• **Task instructions**: Go through the entries below and print, exactly, the lines starting at the one with "impl fmt::Display for" and ending at the one with "A fully buffered", keeping both ends and no others.

=== Data ===

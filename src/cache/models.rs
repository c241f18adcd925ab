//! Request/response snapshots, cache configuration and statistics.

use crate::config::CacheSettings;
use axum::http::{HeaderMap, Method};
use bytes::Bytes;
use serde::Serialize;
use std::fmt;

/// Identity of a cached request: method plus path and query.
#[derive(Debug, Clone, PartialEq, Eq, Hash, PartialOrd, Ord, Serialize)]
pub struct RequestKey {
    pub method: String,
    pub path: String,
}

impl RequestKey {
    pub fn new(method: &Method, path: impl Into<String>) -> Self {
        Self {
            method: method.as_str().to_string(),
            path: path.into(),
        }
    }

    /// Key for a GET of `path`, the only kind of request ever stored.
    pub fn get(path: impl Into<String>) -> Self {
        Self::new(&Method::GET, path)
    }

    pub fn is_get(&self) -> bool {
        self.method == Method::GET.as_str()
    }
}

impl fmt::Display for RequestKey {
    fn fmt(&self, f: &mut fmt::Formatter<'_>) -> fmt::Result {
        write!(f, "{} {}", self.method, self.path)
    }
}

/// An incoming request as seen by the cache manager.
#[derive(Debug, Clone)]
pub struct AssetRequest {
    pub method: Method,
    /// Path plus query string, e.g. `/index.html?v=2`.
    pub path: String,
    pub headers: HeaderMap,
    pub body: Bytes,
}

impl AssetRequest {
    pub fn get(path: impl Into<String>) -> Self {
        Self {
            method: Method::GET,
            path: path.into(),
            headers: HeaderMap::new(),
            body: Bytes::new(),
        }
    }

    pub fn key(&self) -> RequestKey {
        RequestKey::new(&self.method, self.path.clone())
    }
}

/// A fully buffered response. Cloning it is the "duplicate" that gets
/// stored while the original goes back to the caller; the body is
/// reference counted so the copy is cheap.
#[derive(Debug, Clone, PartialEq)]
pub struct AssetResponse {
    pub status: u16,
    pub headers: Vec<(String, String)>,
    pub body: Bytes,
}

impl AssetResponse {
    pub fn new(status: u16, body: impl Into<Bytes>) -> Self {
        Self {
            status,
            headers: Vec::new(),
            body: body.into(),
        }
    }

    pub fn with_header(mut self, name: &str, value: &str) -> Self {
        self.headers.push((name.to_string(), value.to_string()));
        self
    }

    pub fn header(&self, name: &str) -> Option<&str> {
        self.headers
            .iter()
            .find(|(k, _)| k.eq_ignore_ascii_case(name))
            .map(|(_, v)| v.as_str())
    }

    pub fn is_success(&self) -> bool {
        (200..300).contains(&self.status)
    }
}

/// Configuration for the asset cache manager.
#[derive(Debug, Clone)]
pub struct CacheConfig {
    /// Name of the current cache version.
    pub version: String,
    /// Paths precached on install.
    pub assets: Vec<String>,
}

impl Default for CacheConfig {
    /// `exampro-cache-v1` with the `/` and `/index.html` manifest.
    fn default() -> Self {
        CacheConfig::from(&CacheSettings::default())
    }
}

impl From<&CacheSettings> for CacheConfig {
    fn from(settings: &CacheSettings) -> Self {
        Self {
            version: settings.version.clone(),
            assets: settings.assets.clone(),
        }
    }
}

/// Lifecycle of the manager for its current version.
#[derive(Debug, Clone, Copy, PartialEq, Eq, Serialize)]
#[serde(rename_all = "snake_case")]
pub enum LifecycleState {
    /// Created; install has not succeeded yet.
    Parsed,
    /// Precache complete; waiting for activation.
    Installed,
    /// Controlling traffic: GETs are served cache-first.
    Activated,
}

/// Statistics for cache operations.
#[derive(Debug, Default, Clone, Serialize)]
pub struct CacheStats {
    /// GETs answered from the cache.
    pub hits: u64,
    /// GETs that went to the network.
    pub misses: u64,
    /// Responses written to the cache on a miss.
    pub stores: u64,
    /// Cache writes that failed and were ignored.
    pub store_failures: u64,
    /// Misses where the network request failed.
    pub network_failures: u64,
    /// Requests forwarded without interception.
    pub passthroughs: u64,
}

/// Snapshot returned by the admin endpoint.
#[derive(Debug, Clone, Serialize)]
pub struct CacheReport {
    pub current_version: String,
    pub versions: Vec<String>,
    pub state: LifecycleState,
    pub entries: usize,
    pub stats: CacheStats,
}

===

• **Answer to the problem**:
impl fmt::Display for RequestKey {
    fn fmt(&self, f: &mut fmt::Formatter<'_>) -> fmt::Result {
        write!(f, "{} {}", self.method, self.path)
    }
}

/// An incoming request as seen by the cache manager.
#[derive(Debug, Clone)]
pub struct AssetRequest {
    pub method: Method,
    /// Path plus query string, e.g. `/index.html?v=2`.
    pub path: String,
    pub headers: HeaderMap,
    pub body: Bytes,
}

impl AssetRequest {
    pub fn get(path: impl Into<String>) -> Self {
        Self {
            method: Method::GET,
            path: path.into(),
            headers: HeaderMap::new(),
            body: Bytes::new(),
        }
    }

    pub fn key(&self) -> RequestKey {
        RequestKey::new(&self.method, self.path.clone())
    }
}

/// A fully buffered response. Cloning it is the "duplicate" that gets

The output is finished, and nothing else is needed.